Sample based on two columns

TL;DR: I need a 5% sample of a population for each distinct combination of 2 sets of categories.

Hi everyone,

Let's say I have a data set where I collect the rating responses for different desserts in different cities (where I have my dessert superstores!). Now I want to contact a small sample of customers again for a longer survey to figure out how to refine my desserts and be more successful.

I have a range of 6 desserts that I sell in 3 different cities, with thousands of ratings per dessert&city combination.

Not all desserts have the same amount of ratings; however, I want to sample 5% of each dessert&city combination.

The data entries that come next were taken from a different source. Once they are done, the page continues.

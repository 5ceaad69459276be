//! Rolling average and lag over a short daily price series.
//!
//! Shows the warm-up trimming of the rolling average, the leading gap left by
//! the lag operator, and how the row filter removes it.

use chrono::{Days, NaiveDate};
use ronda::{Lag, RollingAverage, RowFilter, TimeSeriesTable, Transform};

const CLOSES: &[f64] = &[
    101.2, 102.5, 101.9, 103.4, 104.0, 103.1, 105.6, 106.2, 105.8, 107.3, 108.1, 107.7,
];

fn main() -> anyhow::Result<()> {
    let start = NaiveDate::from_ymd_opt(2024, 3, 1).ok_or_else(|| anyhow::anyhow!("bad start"))?;
    let times = (0..CLOSES.len() as u64)
        .map(|d| {
            start
                .checked_add_days(Days::new(d))
                .ok_or_else(|| anyhow::anyhow!("date overflow"))
        })
        .collect::<anyhow::Result<Vec<_>>>()?;
    let prices = TimeSeriesTable::from_columns(times, vec![("QQQ", CLOSES.to_vec())])?;

    let sma = RollingAverage::with_lookback(5);
    let smoothed = sma.apply(&prices)?;
    println!(
        "{}-day average ({} of {} rows after warm-up)",
        sma.lookback(),
        smoothed.len(),
        prices.len()
    );
    for row in smoothed.rows()? {
        let close = row.get("QQQ").unwrap_or(f64::NAN);
        let mean = row.get("QQQ_SMA").unwrap_or(f64::NAN);
        println!("  {}  {close:>8.2}  {mean:>8.2}", row.time);
    }

    let lagged = Lag::with_periods(3).apply(&prices)?;
    let dense = RowFilter::any_missing().apply(&lagged)?;
    println!(
        "\n3-day lag: {} rows, {} after dropping the leading gap",
        lagged.len(),
        dense.len()
    );

    Ok(())
}
mod particles;
mod scene;
mod view;

pub use particles::{build_land_particles, Particle};
pub use scene::{Country, GlobeFrame, GlobeScene, LayerKind, Ring};
pub use view::GlobeView;
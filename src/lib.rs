pub mod app;
pub mod braille;
pub mod charts;
pub mod data;
pub mod geo;
pub mod globe;
pub mod hash;
pub mod story;
pub mod ui;
use crate::app::App;
use crate::charts::ChartLayer;
use crate::globe::{GlobeFrame, LayerKind};
use crate::story::{Focus, OverlayMode, Visibility};
use ratatui::{
    buffer::Buffer,
    layout::{Constraint, Direction, Layout, Rect},
    style::{Color, Modifier, Style},
    text::{Line, Span},
    widgets::{Block, Borders, Paragraph, Widget},
    Frame,
};

/// Render the UI
pub fn render(frame: &mut Frame, app: &mut App) {
    let area = frame.area();

    // Split into stage and status bar
    let chunks = Layout::default()
        .direction(Direction::Vertical)
        .constraints([
            Constraint::Min(3),    // Stage
            Constraint::Length(1), // Status bar
        ])
        .split(area);

    render_stage(frame, app, chunks[0]);
    render_status_bar(frame, app, chunks[1]);
}

fn render_stage(frame: &mut Frame, app: &mut App, area: Rect) {
    let state = app.state();

    // Globe fills the whole stage, dimmed behind a focused widget
    let mut view = app.view.clone();
    view.set_size(area.width as usize * 2, area.height as usize * 4);
    let globe_frame = app
        .scene
        .render(&view, area.width as usize, area.height as usize);
    frame.render_widget(
        GlobeWidget {
            frame: globe_frame,
            dimmed: state.backdrop,
        },
        area,
    );

    // Widgets on top, focused one last so it overdraws corner slots
    let mut order: Vec<usize> = (0..state.widgets.len()).collect();
    if let Some(focused) = state.focused() {
        order.retain(|&i| i != focused);
        order.push(focused);
    }

    for i in order {
        let ws = state.widgets[i];
        if ws.visibility == Visibility::Hidden && ws.focus == Focus::None {
            continue;
        }
        let Some(slot) = widget_rect(i, ws.focus, area) else {
            continue;
        };
        render_chart(frame, app, i, ws.focus, slot);
    }
}

/// Screen slot for a widget: big centered or left rect when focused,
/// a small corner slot otherwise. `None` when the terminal is too small.
fn widget_rect(index: usize, focus: Focus, area: Rect) -> Option<Rect> {
    let rect = match focus {
        Focus::Center => Rect {
            x: area.x + area.width / 6,
            y: area.y + area.height / 10,
            width: area.width * 2 / 3,
            height: area.height * 4 / 5,
        },
        Focus::Left => Rect {
            x: area.x + 1,
            y: area.y + area.height / 10,
            width: area.width / 2,
            height: area.height * 4 / 5,
        },
        Focus::None => {
            // Corner slots: first four along the bottom, rest along the top
            let slot_w = area.width / 4;
            let slot_h = (area.height / 4).max(5);
            if slot_h + 2 > area.height {
                return None;
            }
            let col = (index % 4) as u16;
            let y = if index < 4 {
                area.y + area.height - slot_h
            } else {
                area.y
            };
            Rect {
                x: area.x + col * slot_w,
                y,
                width: slot_w,
                height: slot_h,
            }
        }
    };
    (rect.width >= 8 && rect.height >= 4).then_some(rect)
}

fn render_chart(frame: &mut Frame, app: &mut App, index: usize, focus: Focus, slot: Rect) {
    let focused = focus != Focus::None;
    let title = app.story.widgets[index].title.clone();

    let block = Block::default()
        .borders(Borders::ALL)
        .border_style(Style::default().fg(if focused {
            Color::Cyan
        } else {
            Color::DarkGray
        }))
        .title(Span::styled(
            format!(" {title} "),
            if focused {
                Style::default().fg(Color::Cyan).add_modifier(Modifier::BOLD)
            } else {
                Style::default().fg(Color::DarkGray)
            },
        ));

    let inner = block.inner(slot);
    frame.render_widget(ratatui::widgets::Clear, slot);
    frame.render_widget(block, slot);

    let layer = app.charts[index].render(inner.width as usize, inner.height as usize);
    frame.render_widget(
        ChartWidget {
            layer,
            color: if focused { Color::White } else { Color::Gray },
        },
        inner,
    );
}

/// Braille chart layer plus its text labels
struct ChartWidget {
    layer: ChartLayer,
    color: Color,
}

impl Widget for ChartWidget {
    fn render(self, area: Rect, buf: &mut Buffer) {
        render_canvas(&self.layer.canvas, self.color, area, buf);
        let label_style = Style::default().fg(Color::White);
        for (lx, ly, text) in &self.layer.labels {
            draw_label(*lx, *ly, text, label_style, area, buf);
        }
    }
}

/// The globe with its per-kind layer colors
struct GlobeWidget {
    frame: GlobeFrame,
    dimmed: bool,
}

impl GlobeWidget {
    fn color_for(&self, kind: LayerKind) -> Color {
        if self.dimmed {
            return Color::DarkGray;
        }
        match kind {
            LayerKind::Graticule => Color::DarkGray,
            LayerKind::Land => Color::Green,
            LayerKind::ScoreBand(0) => Color::Red,
            LayerKind::ScoreBand(1) => Color::Magenta,
            LayerKind::ScoreBand(2) => Color::Yellow,
            LayerKind::ScoreBand(_) => Color::LightGreen,
            LayerKind::Borders => Color::Cyan,
            LayerKind::Studies => Color::White,
        }
    }
}

impl Widget for GlobeWidget {
    fn render(self, area: Rect, buf: &mut Buffer) {
        // Layers arrive back-to-front
        for (kind, canvas) in &self.frame.layers {
            render_canvas(canvas, self.color_for(*kind), area, buf);
        }
        let label_style = Style::default()
            .fg(Color::Yellow)
            .add_modifier(Modifier::BOLD);
        for (lx, ly, text) in &self.frame.labels {
            draw_label(*lx, *ly, text, label_style, area, buf);
        }
    }
}

/// Render a braille canvas with a single color, skipping blank cells
fn render_canvas(canvas: &crate::braille::BrailleCanvas, color: Color, area: Rect, buf: &mut Buffer) {
    for (row_idx, row_str) in canvas.rows().enumerate() {
        if row_idx >= area.height as usize {
            break;
        }
        let y = area.y + row_idx as u16;

        for (col_idx, ch) in row_str.chars().enumerate() {
            if col_idx >= area.width as usize {
                break;
            }
            // Skip empty braille characters (U+2800)
            if ch == '\u{2800}' {
                continue;
            }
            let x = area.x + col_idx as u16;
            buf[(x, y)].set_char(ch).set_fg(color);
        }
    }
}

fn draw_label(lx: u16, ly: u16, text: &str, style: Style, area: Rect, buf: &mut Buffer) {
    if ly >= area.height || lx >= area.width {
        return;
    }
    let y = area.y + ly;
    let max_len = (area.width - lx) as usize;
    for (i, ch) in text.chars().take(max_len).enumerate() {
        let x = area.x + lx + i as u16;
        buf[(x, y)].set_char(ch).set_style(style);
    }
}

fn render_status_bar(frame: &mut Frame, app: &App, area: Rect) {
    let (pos, total) = app.step_position();
    let step_id = app
        .current_step()
        .map_or("start", |s| s.id.as_str())
        .to_string();

    let overlay = match app.scene.overlay() {
        OverlayMode::None => None,
        OverlayMode::Choropleth => Some("policy map"),
        OverlayMode::Temporal => Some("timeline sweep"),
    };

    let mut spans = vec![
        Span::styled(" Step: ", Style::default().fg(Color::DarkGray)),
        Span::styled(format!("{pos}/{total}"), Style::default().fg(Color::Yellow)),
        Span::styled(" | ", Style::default().fg(Color::DarkGray)),
        Span::styled(step_id, Style::default().fg(Color::Cyan)),
    ];

    if let Some(name) = overlay {
        spans.push(Span::styled(" | ", Style::default().fg(Color::DarkGray)));
        spans.push(Span::styled(name, Style::default().fg(Color::Magenta)));
    }

    if let Some((country, score)) = app.hovered_country() {
        spans.push(Span::styled(" | ", Style::default().fg(Color::DarkGray)));
        spans.push(Span::styled(
            country.to_string(),
            Style::default().fg(Color::Green),
        ));
        if let Some(score) = score {
            spans.push(Span::styled(
                format!(" {score:.0}"),
                Style::default().fg(Color::Green),
            ));
        }
    }

    let (lon, lat) = app.view.center_lonlat();
    spans.push(Span::styled(" | ", Style::default().fg(Color::DarkGray)));
    spans.push(Span::styled(
        format!("{lat:.0}°, {lon:.0}°"),
        Style::default().fg(Color::Cyan),
    ));
    spans.push(Span::styled(
        " | j/space:next k:back drag:rotate q:quit",
        Style::default().fg(Color::DarkGray),
    ));

    frame.render_widget(Paragraph::new(Line::from(spans)), area);
}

So, if I have "Los Angeles&Apple Pie" 1000 times, I want to get a random 50 ratings; if I have "Chicago&Cherry Blossom Mochi" only 200 times, I want to get 10 random ratings. 🙂

Example data showing all 6 dessert types:

Location	Dessert	Rating
Los Angeles	Apple Pie	7.2
Los Angeles	Marzipan Bar	3.3
Los Angeles	Chocolate Pudding	7.4
Los Angeles	Macarons	9.8
Los Angeles	Pistachio Ice Cream	6.1
Los Angeles	Cherry Blossom Mochi	9.9
New York City	Apple Pie	5.7
New York City	Marzipan Bar	8.3
New York City	Chocolate Pudding	9.8
New York City	Macarons	9.1
New York City	Pistachio Ice Cream	7.5
New York City	Cherry Blossom Mochi	5.0
Chicago	Apple Pie	6.6
Chicago	Marzipan Bar	8.0
Chicago	Chocolate Pudding	6.8
Chicago	Macarons	3.4
Chicago	Pistachio Ice Cream	7.1
Chicago	Cherry Blossom Mochi	8.7